**Work to complete**
Copy, from the material below, each line that contains the word "EngineError".

**Source material**
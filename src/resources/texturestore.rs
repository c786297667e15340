//! Loaded textures keyed by name.
//!
//! The store owns every texture; sprites and the tilemap only hold the key.
//! Textures are loaded once before the main loop and released together on
//! shutdown.
use std::path::Path;

use bevy_ecs::prelude::Resource;
use log::{error, info};
use raylib::prelude::*;
use rustc_hash::FxHashMap;

use crate::error::EngineError;

/// Pixels of this colour become fully transparent on load.
pub const COLOR_KEY: Color = Color {
    r: 255,
    g: 0,
    b: 255,
    a: 255,
};

/// Replace every [`COLOR_KEY`] pixel of `image` with transparent black.
pub fn apply_color_key(image: &mut Image) {
    image.color_replace(COLOR_KEY, Color::BLANK);
}

#[derive(Resource, Default)]
pub struct TextureStore {
    pub map: FxHashMap<String, Texture2D>,
}

impl TextureStore {
    pub fn new() -> Self {
        TextureStore {
            map: FxHashMap::default(),
        }
    }

    /// Load the image at `path`, apply the colour key and store it as `key`.
    pub fn load_image(
        &mut self,
        rl: &mut RaylibHandle,
        th: &RaylibThread,
        key: impl Into<String>,
        path: impl AsRef<Path>,
    ) -> Result<(), EngineError> {
        let path = path.as_ref();
        let asset_error = |reason: String| {
            error!("error on image loading: {}: {}", path.display(), reason);
            EngineError::AssetLoad {
                path: path.to_path_buf(),
                reason,
            }
        };

        let path_str = path
            .to_str()
            .ok_or_else(|| asset_error("path is not valid UTF-8".into()))?;
        let mut image = Image::load_image(path_str).map_err(|e| asset_error(e.to_string()))?;
        apply_color_key(&mut image);
        let texture = rl
            .load_texture_from_image(th, &image)
            .map_err(|e| asset_error(e.to_string()))?;

        let key = key.into();
        info!(
            "Loaded {} as '{}' ({}x{})",
            path.display(),
            key,
            texture.width,
            texture.height
        );
        self.map.insert(key, texture);
        Ok(())
    }

    pub fn get(&self, key: impl AsRef<str>) -> Option<&Texture2D> {
        self.map.get(key.as_ref())
    }

    /// Release all textures.
    pub fn clear(&mut self) {
        self.map.clear();
    }
}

**Answer for this exercise**
use crate::error::EngineError;
    ) -> Result<(), EngineError> {
            EngineError::AssetLoad {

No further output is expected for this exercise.